[Opening Exercise material section]
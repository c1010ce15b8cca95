//! Static chrome for the generated dashboard pages.
//!
//! These constants are the verbatim page shell: the head with the
//! stylesheet and script includes the deployed site serves alongside the
//! pages, the inline localization table the windguru widget script reads
//! at render time, and the shared body furniture (surface chart image,
//! action buttons, footer scripts). Page assembly concatenates them with
//! the per-site fragments; nothing in here is templated.

/// Document head and opening `<body>`.
pub const PAGE_HEAD: &str = r#"
<!DOCTYPE html>
  <html lang="en">
    <head>
      <meta charset="utf-8"/>
	<title>Surf Forecast</title>
	<link rel="stylesheet" href="/css/wgstyle.min.css"/>
	<link rel="stylesheet" href="/css/style.css"/>
	<link rel="icon" href="/images/favicon.ico"/>
	<script src="/js/jquery.min.js"></script>
	<script src="/js/forecasts.min.js"></script>
	<script src="/js/wg_user_colors_json.js"></script>
	<!-- <script src="/js/jquery-scrolltofixed-min.js"></script> -->
	<script>
	    //<![CDATA[
var WgLang = {"legend":{"SMER":"Wind direction","TMP":"Temperature","WINDSPD":"Wind speed","MWINDSPD":"Modif. wind","APCP":"Rain (mm\/3h)","TCDC":"Cloud cover (%)","HTSGW":"Wave","WAVESMER":"Wave direction","RATING":"Windguru rating","PERPW":"Wave period (s)","APCP1":"Rain (mm\/1h)","GUST":"Wind gusts","SLP":"<span class=\"helpinfhpa\">*Pressure (hPa)<\/span>","RH":"Humidity (%)","FLHGT":"<span class=\"helpinffl\">*0\u00b0 isotherm (m)<\/span>","CDC":"Cloud cover (%)<br\/>high \/ mid \/ low","TMPE":"<span class=\"helpinftmp\">*Temperature <\/span>","WCHILL":"Wind chill","APCPs":"<span class=\"helpinfsnow\">*Precip. (mm\/3h)<\/span>","APCP1s":"<span class=\"helpinfsnow\">*Precip. (mm\/1h)<\/span>","WVHGT":"Wind wave","WVPER":"Wind wave per.(s)","WVDIR":"Wind wave dir.","SWELL1":"Swell","SWPER1":"Swell period (s)","SWDIR1":"Swell direction","SWELL2":"2.Swell","SWPER2":"2.Swell period (s)","SWDIR2":"2.Swell dir.","DIRPW":"Wave direction","WAVEDIR":"Wave direction"},"tooltip":{"TMPE":"Temperature at 2 meters above surface adjusted to real altitude of the spot. More info in Help\/FAQ section.","SLP":"Sea level pressure in hPa, values above 1000 hPa are printed <b>as x-1000<\/b>","FLHGT":"Freezing level height in meters","sst":"Sea surface temperature based on satellite data. Valid for oceans and large lakes, more info in help\/FAQ","APCP1s":"Precipitation in milimeters. Bold blue numbers indicate snowfall.","APCPs":"Precipitation in milimeters. Bold blue numbers indicate snowfall."},"dir":["N","NNE","NE","ENE","E","ESE","SE","SSE","S","SSW","SW","WSW","W","WNW","NW","NNW"],"weekday":["Su","Mo","Tu","We","Th","Fr","Sa"],"txt":{"archive":"Archive","tides":"Tides","detail":"Detail \/ Map","link":"Link","timezone":"Timezone","help":"Help","options":"Options","choose_m":"Choose wind modification","loading":"Loading forecast...","delayed":"12 hours delayed forecast. Latest MM5\/WRF forecasts are only available to Windguru PRO subscribers. <a href='help_index.php?sec=pro'>Click for more info.<\/a>","delayed_short":"12 hours delayed forecast. Latest MM5\/WRF forecasts are only available to Windguru PRO subscribers.","custom_onlypro":"MM5\/WRF forecasts for custom spots are only available to Windguru PRO users","lastupdated":"Last updated","nextexpected":"Next update expected","timeleft":"Time left"},"tab":{"forecast":"Forecast","graph":"<img src=\"\/images\/gricon.png\" width=\"15\" height=\"10\"\/>","2d":"2D","2d_t":"Temperature (0 ... 5000 m)","2d_w":"Wind (0 ... 5000 m)","2d_t_l":"Temperature (alt ... +2000 m)","2d_w_l":"Wind (alt ... +2000 m)","map":"Map","webcams":"Webcams","reports":"Wind reports","accommodation":"Accommodation","schools":"Schools\/Rentals","shops":"Shops","other":"Other...","directory":"Links","fcst_graph":"<img src=\"\/img\/gricon.png\"\/>","more":"<span class=\"butt-txt\">More<\/span>","statistic":"Statistics","archive":"Archive"},"units":{"kmh":"km\/h","mph":"mph","ms":"m\/s","msd":"m\/s","knots":"knots","bft":"Bft","c":"&deg;C","f":"&deg;F","m":"m","ft":"ft"},"maps":{"windspd":"Wind","t2m":"Temperature","press":"Pressure","tcdc_apcp3":"Rain \/ clouds","tcdc_apcp1":"Rain \/ clouds"},"mapsi":{"windspd":"wind","t2m":"temperature","press":"pressure","tcdc_apcp3":"precipitation","tcdc_apcp1":"precipitation"},"gmap":{"link_f":"Forecast","link_a":"Archive","link_d":"Detail","link_add":"Add to favourites","link_s":"Select"},"spotmenu":{"sel_zeme":"SELECT COUNTRY","sel_spot":"SELECT SPOT","num_spot":"spots","num_reg":"regions","num_zeme":"countries","sel_all":"ALL","qs_hint":"Type spot name (min. 3 characters)"},"langdir":{"dir":"int"}};
//]]>
    </script>
  </head>
  <body>
"#;

/// Western Pacific surface analysis chart, downloaded next to the pages.
pub const JP_IMG_TAG: &str = "<img src=\"/cwm_ljp.gif\" id=\"jp_img\" alt=\"missing image\"/>\n";

/// Flip-through button overlaid on the surface chart.
pub const NEXT_BTN_TAG: &str = "<div id=\"next_btn\" class=\"next_btn\"></div>\n";

/// Dashboard action buttons.
pub const BUTTON_GROUP: &str = r#"<div class=button-grp>
<button id="upd_btn" class="custom_btn">Update Data</button>
<button id="weather_btn" class="custom_btn">Show Weather</button>
</div>"#;

/// Footer scripts and closing tags.
pub const PAGE_FOOT: &str = r#"
    <script src="/js/main.js"></script>
    <script> Main(); </script>
  </body>
</html>"#;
[Closing Exercise material section]
# Instructions to follow
Print out every entry, keeping each one exact.

# Completed exercise
repository c1010ce15b8cca95
//! Static chrome for the generated dashboard pages.
//!
//! These constants are the verbatim page shell: the head with the
//! stylesheet and script includes the deployed site serves alongside the
//! pages, the inline localization table the windguru widget script reads
//! at render time, and the shared body furniture (surface chart image,
//! action buttons, footer scripts). Page assembly concatenates them with
//! the per-site fragments; nothing in here is templated.

/// Document head and opening `<body>`.
pub const PAGE_HEAD: &str = r#"
<!DOCTYPE html>
  <html lang="en">
    <head>
      <meta charset="utf-8"/>
	<title>Surf Forecast</title>
	<link rel="stylesheet" href="/css/wgstyle.min.css"/>
	<link rel="stylesheet" href="/css/style.css"/>
	<link rel="icon" href="/images/favicon.ico"/>
	<script src="/js/jquery.min.js"></script>
	<script src="/js/forecasts.min.js"></script>
	<script src="/js/wg_user_colors_json.js"></script>
	<!-- <script src="/js/jquery-scrolltofixed-min.js"></script> -->
	<script>
	    //<![CDATA[
var WgLang = {"legend":{"SMER":"Wind direction","TMP":"Temperature","WINDSPD":"Wind speed","MWINDSPD":"Modif. wind","APCP":"Rain (mm\/3h)","TCDC":"Cloud cover (%)","HTSGW":"Wave","WAVESMER":"Wave direction","RATING":"Windguru rating","PERPW":"Wave period (s)","APCP1":"Rain (mm\/1h)","GUST":"Wind gusts","SLP":"<span class=\"helpinfhpa\">*Pressure (hPa)<\/span>","RH":"Humidity (%)","FLHGT":"<span class=\"helpinffl\">*0\u00b0 isotherm (m)<\/span>","CDC":"Cloud cover (%)<br\/>high \/ mid \/ low","TMPE":"<span class=\"helpinftmp\">*Temperature <\/span>","WCHILL":"Wind chill","APCPs":"<span class=\"helpinfsnow\">*Precip. (mm\/3h)<\/span>","APCP1s":"<span class=\"helpinfsnow\">*Precip. (mm\/1h)<\/span>","WVHGT":"Wind wave","WVPER":"Wind wave per.(s)","WVDIR":"Wind wave dir.","SWELL1":"Swell","SWPER1":"Swell period (s)","SWDIR1":"Swell direction","SWELL2":"2.Swell","SWPER2":"2.Swell period (s)","SWDIR2":"2.Swell dir.","DIRPW":"Wave direction","WAVEDIR":"Wave direction"},"tooltip":{"TMPE":"Temperature at 2 meters above surface adjusted to real altitude of the spot. More info in Help\/FAQ section.","SLP":"Sea level pressure in hPa, values above 1000 hPa are printed <b>as x-1000<\/b>","FLHGT":"Freezing level height in meters","sst":"Sea surface temperature based on satellite data. Valid for oceans and large lakes, more info in help\/FAQ","APCP1s":"Precipitation in milimeters. Bold blue numbers indicate snowfall.","APCPs":"Precipitation in milimeters. Bold blue numbers indicate snowfall."},"dir":["N","NNE","NE","ENE","E","ESE","SE","SSE","S","SSW","SW","WSW","W","WNW","NW","NNW"],"weekday":["Su","Mo","Tu","We","Th","Fr","Sa"],"txt":{"archive":"Archive","tides":"Tides","detail":"Detail \/ Map","link":"Link","timezone":"Timezone","help":"Help","options":"Options","choose_m":"Choose wind modification","loading":"Loading forecast...","delayed":"12 hours delayed forecast. Latest MM5\/WRF forecasts are only available to Windguru PRO subscribers. <a href='help_index.php?sec=pro'>Click for more info.<\/a>","delayed_short":"12 hours delayed forecast. Latest MM5\/WRF forecasts are only available to Windguru PRO subscribers.","custom_onlypro":"MM5\/WRF forecasts for custom spots are only available to Windguru PRO users","lastupdated":"Last updated","nextexpected":"Next update expected","timeleft":"Time left"},"tab":{"forecast":"Forecast","graph":"<img src=\"\/images\/gricon.png\" width=\"15\" height=\"10\"\/>","2d":"2D","2d_t":"Temperature (0 ... 5000 m)","2d_w":"Wind (0 ... 5000 m)","2d_t_l":"Temperature (alt ... +2000 m)","2d_w_l":"Wind (alt ... +2000 m)","map":"Map","webcams":"Webcams","reports":"Wind reports","accommodation":"Accommodation","schools":"Schools\/Rentals","shops":"Shops","other":"Other...","directory":"Links","fcst_graph":"<img src=\"\/img\/gricon.png\"\/>","more":"<span class=\"butt-txt\">More<\/span>","statistic":"Statistics","archive":"Archive"},"units":{"kmh":"km\/h","mph":"mph","ms":"m\/s","msd":"m\/s","knots":"knots","bft":"Bft","c":"&deg;C","f":"&deg;F","m":"m","ft":"ft"},"maps":{"windspd":"Wind","t2m":"Temperature","press":"Pressure","tcdc_apcp3":"Rain \/ clouds","tcdc_apcp1":"Rain \/ clouds"},"mapsi":{"windspd":"wind","t2m":"temperature","press":"pressure","tcdc_apcp3":"precipitation","tcdc_apcp1":"precipitation"},"gmap":{"link_f":"Forecast","link_a":"Archive","link_d":"Detail","link_add":"Add to favourites","link_s":"Select"},"spotmenu":{"sel_zeme":"SELECT COUNTRY","sel_spot":"SELECT SPOT","num_spot":"spots","num_reg":"regions","num_zeme":"countries","sel_all":"ALL","qs_hint":"Type spot name (min. 3 characters)"},"langdir":{"dir":"int"}};
//]]>
    </script>
  </head>
  <body>
"#;

/// Western Pacific surface analysis chart, downloaded next to the pages.
pub const JP_IMG_TAG: &str = "<img src=\"/cwm_ljp.gif\" id=\"jp_img\" alt=\"missing image\"/>\n";

/// Flip-through button overlaid on the surface chart.
pub const NEXT_BTN_TAG: &str = "<div id=\"next_btn\" class=\"next_btn\"></div>\n";

/// Dashboard action buttons.
pub const BUTTON_GROUP: &str = r#"<div class=button-grp>
<button id="upd_btn" class="custom_btn">Update Data</button>
<button id="weather_btn" class="custom_btn">Show Weather</button>
</div>"#;

/// Footer scripts and closing tags.
pub const PAGE_FOOT: &str = r#"
    <script src="/js/main.js"></script>
    <script> Main(); </script>
  </body>
</html>"#;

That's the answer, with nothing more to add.